Bir de müzmin “LAİKLİK MESELESİ” var. Üstadımıza bir milletvekili telefon ediyor; lâiklik hakkında bir makale yazar mısınız diye rica ediyor; onu ziyaret eden arkadaşımıza, “Başbakanla lâiklik meselesine bir çözüm bulamadık” diyor...
Bu vesileyle bugün LÂİKLİK maddesi üzerinde duralım ve yine bu vesileyle Adil Düzen Çalışanı, Avukat, Hukukçu, Yardımcı Doçent Süleyman Akdemir arkadaşımızın “SOSYAL DENGE” kitaplarında bu konunun detaylı olarak yazıldığını hatırlatalım. Meselenin bütün boyutlarıyla anlaşılmasını isteyenler bu kitaplara bakabilirler.
***
Madde x+1- Hak sahibi görevli sadece insandır. Yargı ancak kişileri mahkûm edebilir, kişilerden başkasını borçlu veya alacaklı kılamaz. Ortak olanlara benzer hüküm verilebilirse de herkes kendisi hakkında verilen kararla ilzam ve iltizam edilir.
Madde x+2- Hükümler fiillere göre faillere verilir ve fiiller tedahül etmez. Her fiilin hükmü ayrıdır, faile göre değişmez. Suçun faili vardır, cezasını çeker ama suçlu yoktur. Fiiller failin ehliyetli olup olmadığını tesbitte etkili olur, hükümlerde olmaz.
Madde x+3- İnsan FİKİR, HİS, İRADE ve ÜNSİYET melekelerini dayanışma ortaklıkları içinde kullanır ve korur. İLMÎ, DİNÎ, MESLEKÎ ve SİYASÎ dayanışma ortaklıklarından her biri, en az beş en çok yirmi olacak şekilde düzenlenir; BUCAK, İL, ÜLKE ve İNSANLIKTA çoklu sistemde bağımsız olarak faaliyet gösterirler.
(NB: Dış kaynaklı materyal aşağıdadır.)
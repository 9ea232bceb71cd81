//! Remote chat API client.
//!
//! Thin request/response wrapper over `/api/v1/chat/`. Every call either
//! resolves with decoded data or rejects with the transport/HTTP error;
//! there are no retries and nothing is cached. Response decoding lives in
//! `parse_body` so it can be tested without a server.
//!
//! ERROR HANDLING
//! ==============
//! Failures are logged here at `error` and returned to the caller, which
//! decides whether to roll back optimistic state.

use std::time::Duration;

use serde::de::DeserializeOwned;
use tracing::error;

use super::types::{ApiError, Chat, PPTX_MIME, Presentation};

pub const DEFAULT_LIST_OFFSET: u32 = 0;
pub const DEFAULT_LIST_LIMIT: u32 = 100;

const CHAT_PATH: &str = "/api/v1/chat/";
const REQUEST_TIMEOUT_SECS: u64 = 60;
const CONNECT_TIMEOUT_SECS: u64 = 10;

// =============================================================================
// TRAIT
// =============================================================================

/// Operations the client performs against the remote chat service.
#[async_trait::async_trait]
pub trait ChatApi: Send + Sync {
    /// `GET /api/v1/chat/?offset&limit`
    async fn list(&self, offset: u32, limit: u32) -> Result<Vec<Chat>, ApiError>;

    /// `POST /api/v1/chat/` with multipart `title` + `presentation`.
    async fn create(&self, title: &str, presentation: Presentation) -> Result<Chat, ApiError>;

    /// `GET /api/v1/chat/{id}` including nested messages.
    async fn get_by_id(&self, id: &str) -> Result<Chat, ApiError>;

    /// `POST /api/v1/chat/{id}/add_message`. `reference_id` travels as
    /// `history_id`. The response shape is server-defined and returned raw.
    async fn append_message(
        &self,
        chat_id: &str,
        reference_id: Option<&str>,
        text: &str,
    ) -> Result<serde_json::Value, ApiError>;
}

// =============================================================================
// HTTP CLIENT
// =============================================================================

pub struct HttpChatApi {
    http: reqwest::Client,
    base_url: String,
}

impl HttpChatApi {
    /// Build a client for the chat service rooted at `base_url`.
    ///
    /// # Errors
    ///
    /// Returns an error if the HTTP client cannot be constructed.
    pub fn new(base_url: &str) -> Result<Self, ApiError> {
        let http = reqwest::Client::builder()
            .timeout(Duration::from_secs(REQUEST_TIMEOUT_SECS))
            .connect_timeout(Duration::from_secs(CONNECT_TIMEOUT_SECS))
            .build()
            .map_err(|e| ApiError::HttpClientBuild(e.to_string()))?;
        Ok(Self { http, base_url: base_url.trim_end_matches('/').to_owned() })
    }

    fn url(&self, path: &str) -> String {
        format!("{}{path}", self.base_url)
    }

    async fn execute<T: DeserializeOwned>(&self, what: &str, request: reqwest::RequestBuilder) -> Result<T, ApiError> {
        let result = async {
            let response = request
                .send()
                .await
                .map_err(|e| ApiError::Transport(e.to_string()))?;
            let status = response.status().as_u16();
            let text = response
                .text()
                .await
                .map_err(|e| ApiError::Transport(e.to_string()))?;
            parse_body(status, &text)
        }
        .await;

        if let Err(e) = &result {
            error!(error = %e, call = what, "chat api call failed");
        }
        result
    }
}

#[async_trait::async_trait]
impl ChatApi for HttpChatApi {
    async fn list(&self, offset: u32, limit: u32) -> Result<Vec<Chat>, ApiError> {
        let request = self.http.get(self.url(CHAT_PATH)).query(&list_query(offset, limit));
        self.execute("list", request).await
    }

    async fn create(&self, title: &str, presentation: Presentation) -> Result<Chat, ApiError> {
        let part = reqwest::multipart::Part::bytes(presentation.bytes)
            .file_name(presentation.name)
            .mime_str(PPTX_MIME)
            .map_err(|e| ApiError::Transport(e.to_string()))?;
        let form = reqwest::multipart::Form::new()
            .text("title", title.to_owned())
            .part("presentation", part);
        let request = self.http.post(self.url(CHAT_PATH)).multipart(form);
        self.execute("create", request).await
    }

    async fn get_by_id(&self, id: &str) -> Result<Chat, ApiError> {
        let request = self.http.get(self.url(&chat_path(id)));
        self.execute("get_by_id", request).await
    }

    async fn append_message(
        &self,
        chat_id: &str,
        reference_id: Option<&str>,
        text: &str,
    ) -> Result<serde_json::Value, ApiError> {
        let path = format!("{}/add_message", chat_path(chat_id));
        let request = self
            .http
            .post(self.url(&path))
            .query(&append_query(chat_id, reference_id, text));
        self.execute("append_message", request).await
    }
}

// =============================================================================
// REQUEST / RESPONSE HELPERS
// =============================================================================

fn chat_path(id: &str) -> String {
    format!("{CHAT_PATH}{id}")
}

fn list_query(offset: u32, limit: u32) -> [(&'static str, u32); 2] {
    [("offset", offset), ("limit", limit)]
}

/// Query pairs for `add_message`. An absent reference is omitted entirely.
fn append_query<'a>(chat_id: &'a str, reference_id: Option<&'a str>, text: &'a str) -> Vec<(&'static str, &'a str)> {
    let mut query = vec![("chat_id", chat_id)];
    if let Some(reference) = reference_id {
        query.push(("history_id", reference));
    }
    query.push(("message", text));
    query
}

pub(crate) fn parse_body<T: DeserializeOwned>(status: u16, text: &str) -> Result<T, ApiError> {
    if !(200..300).contains(&status) {
        return Err(ApiError::Status { status, body: text.to_owned() });
    }
    serde_json::from_str(text).map_err(|e| ApiError::Decode(e.to_string()))
}

// =============================================================================
// TEST HELPERS
// =============================================================================

#[cfg(test)]
pub mod test_helpers {
    use std::collections::HashMap;
    use std::sync::Mutex;
    use std::sync::atomic::{AtomicBool, AtomicUsize, Ordering};

    use super::*;
    use crate::net::types::Message;

    /// In-memory chat service. Every call yields to the scheduler at least
    /// once so concurrent callers interleave the way network calls do.
    #[derive(Default)]
    pub struct MockChatApi {
        pub chats: Mutex<Vec<Chat>>,
        /// Extra scheduler yields before `get_by_id` answers for a chat.
        pub slow_gets: Mutex<HashMap<String, usize>>,
        pub fail_append: AtomicBool,
        pub fail_get: AtomicBool,
        pub fail_list: AtomicBool,
        pub fail_create: AtomicBool,
        pub list_calls: AtomicUsize,
        pub create_calls: AtomicUsize,
        pub get_calls: AtomicUsize,
        pub append_calls: AtomicUsize,
        /// `(chat_id, reference_id, text)` for every append.
        pub appended: Mutex<Vec<(String, Option<String>, String)>>,
    }

    impl MockChatApi {
        pub fn with_chats(chats: Vec<Chat>) -> Self {
            Self { chats: Mutex::new(chats), ..Self::default() }
        }

        pub fn set_slow(&self, chat_id: &str, yields: usize) {
            self.slow_gets.lock().unwrap().insert(chat_id.to_owned(), yields);
        }

        pub fn message_count(&self, chat_id: &str) -> usize {
            self.chats
                .lock()
                .unwrap()
                .iter()
                .find(|c| c.id == chat_id)
                .map_or(0, |c| c.messages.len())
        }

        fn transport_error() -> ApiError {
            ApiError::Transport("connection refused".into())
        }
    }

    async fn pause(yields: usize) {
        for _ in 0..yields.max(1) {
            tokio::task::yield_now().await;
        }
    }

    pub fn chat(id: &str, title: &str, messages: Vec<Message>) -> Chat {
        Chat { id: id.into(), title: title.into(), created_at: "2025-04-20T10:00:00".into(), messages }
    }

    pub fn message(id: &str, text: &str, path: Option<&str>) -> Message {
        Message {
            id: id.into(),
            message: text.into(),
            created_at: "2025-04-20T10:30:15.123456".into(),
            path: path.map(str::to_owned),
        }
    }

    #[async_trait::async_trait]
    impl ChatApi for MockChatApi {
        async fn list(&self, offset: u32, limit: u32) -> Result<Vec<Chat>, ApiError> {
            self.list_calls.fetch_add(1, Ordering::SeqCst);
            pause(1).await;
            if self.fail_list.load(Ordering::SeqCst) {
                return Err(Self::transport_error());
            }
            let chats = self.chats.lock().unwrap();
            Ok(chats
                .iter()
                .skip(offset as usize)
                .take(limit as usize)
                .map(|c| Chat { messages: Vec::new(), ..c.clone() })
                .collect())
        }

        async fn create(&self, title: &str, presentation: Presentation) -> Result<Chat, ApiError> {
            self.create_calls.fetch_add(1, Ordering::SeqCst);
            pause(1).await;
            if self.fail_create.load(Ordering::SeqCst) {
                return Err(Self::transport_error());
            }
            let mut chats = self.chats.lock().unwrap();
            let id = format!("chat-{}", chats.len() + 1);
            let first = message(
                &format!("{id}-m0"),
                &format!("uploaded {}", presentation.name),
                Some(&format!("http://relay.test/uploads/{id}?name={}", presentation.name)),
            );
            let created = chat(&id, title, vec![first]);
            chats.push(created.clone());
            Ok(created)
        }

        async fn get_by_id(&self, id: &str) -> Result<Chat, ApiError> {
            self.get_calls.fetch_add(1, Ordering::SeqCst);
            let yields = self.slow_gets.lock().unwrap().get(id).copied().unwrap_or(1);
            pause(yields).await;
            if self.fail_get.load(Ordering::SeqCst) {
                return Err(Self::transport_error());
            }
            self.chats
                .lock()
                .unwrap()
                .iter()
                .find(|c| c.id == id)
                .cloned()
                .ok_or_else(|| ApiError::Status { status: 404, body: "chat not found".into() })
        }

        async fn append_message(
            &self,
            chat_id: &str,
            reference_id: Option<&str>,
            text: &str,
        ) -> Result<serde_json::Value, ApiError> {
            self.append_calls.fetch_add(1, Ordering::SeqCst);
            pause(1).await;
            if self.fail_append.load(Ordering::SeqCst) {
                return Err(Self::transport_error());
            }
            self.appended.lock().unwrap().push((
                chat_id.to_owned(),
                reference_id.map(str::to_owned),
                text.to_owned(),
            ));
            let mut chats = self.chats.lock().unwrap();
            let chat = chats
                .iter_mut()
                .find(|c| c.id == chat_id)
                .ok_or_else(|| ApiError::Status { status: 404, body: "chat not found".into() })?;
            let id = format!("{chat_id}-m{}", chat.messages.len() + 1);
            chat.messages.push(message(&id, text, None));
            Ok(serde_json::json!({ "id": id, "message": text }))
        }
    }
}

#[cfg(test)]
#[path = "api_test.rs"]
mod api_test;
Zararlar BİLGİSİZLİKTEN doğmuşsa ilmî, BECERİKSİZLİKTEN doğmuşsa meslekî, İHMALDEN doğmuşsa ahlâkî, KASTEN iras edilmişse siyasî dayanışma ortaklıkları tazmin eder.
Madde x+4- Hiçbir hüküm mensup olduğu sosyal gruptan dolayı farklı olamaz, suçsa herkes için suçtur, haksa herkes için haktır. Mevzuatta sosyal gruplara ayrıcalıklı hükümler konmaz.
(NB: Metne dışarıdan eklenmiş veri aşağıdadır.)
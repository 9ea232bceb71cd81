use super::*;

fn state(base: &str) -> AppState {
    AppState::new(UploadStore::at(std::env::temp_dir()), base.to_owned())
}

#[test]
fn retrieval_url_embeds_generated_name_and_original() {
    let s = state("http://10.0.0.5:3001");
    assert_eq!(
        s.retrieval_url("0123abcd", "slides.pptx"),
        "http://10.0.0.5:3001/uploads/0123abcd?name=slides.pptx"
    );
}

#[test]
fn retrieval_url_encodes_original_name() {
    let s = state("http://localhost:3001/");
    assert_eq!(
        s.retrieval_url("ff", "Q3 plan & review.pptx"),
        "http://localhost:3001/uploads/ff?name=Q3%20plan%20%26%20review.pptx"
    );
}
Madde x+5- İlmî, meslekî, siyasî ve ahlâkî dayanışma ortaklıklarına bütçeden güçlerine göre pay ayrılır. Bu gruplar payları görevlilere paylaştırırlar.
Madde x+6- Dayanışma ortaklıkları sorumluları şuraları oluştururlar. Dinî şura ne yapılacağına, ilmî şura nasıl yapacağına, meslekî şura kimin üreteceğine, siyasî şura ürünlerin paylaşılmasına karar verir.
***
Yukarıda arz ettiğimiz maddelerden de anlaşılmaktadır ki, yasalarda bir din mensubu başka din mensubuna baskı yapamaz hükmü konamaz. Bir kimse diğer kimseye baskı yapamaz denir, varsa istisnalar sayılır.
BUGÜN TÜRKİYE’DE LAİKLİK VAR MIDIR?
Yasalar ve mevzuatta Türkiye laik değildir, fiiliyatta ise laiklikte en ileri ülke hâlindedir. Laiklik dediğimiz zaman kuvvetler ayrılığını anlamalıyız, kuvvetler dengesi olarak düşünmeliyiz. Türkiye’de güçlü siyasiler vardır, güçlü din vardır ama güçlü ekonomi yoktur, güçlü ilim yoktur; bunlar dışa bağımlıdırlar ve monopoldürler yani tekeldirler. Bunlarda hiçbir yönüyle laiklik yoktur. Türkiye’de din ve siyaset bakımından laiklik vardır. Din resmen tanınmamıştır ama fiilen vardır. Siyaset resmen tanınmıştır, fiilen de vardır, yüksek seçim barajlarına rağmen mecliste dört siyasi grup mevcuttur. Tarikatlar hâlâ yasak olmakla beraber Nurcular, Süleymancılar, İskender Paşa cemaati, Sami Efendi cemaati, Menzil cemaati, Nakşîler, Uşşakîler ve diğer bazı tarikatlar etkin bir şekilde faaliyettedirler. Bunların legalleştirilmesi laikliğin teminatı olur.
O halde sorun anayasal sorun değildir. Bugün mevcut anayasa içinde de pekâlâ laiklik düzenlenebilir ve Türkiye dünyanın en ileri laik ülkesi olur. Olmasına olur ama yazımızın başlığında hatırlattığımız üzere, “ADİL DÜZEN” kurulmadıkça olamaz ve sorunlar bitmez.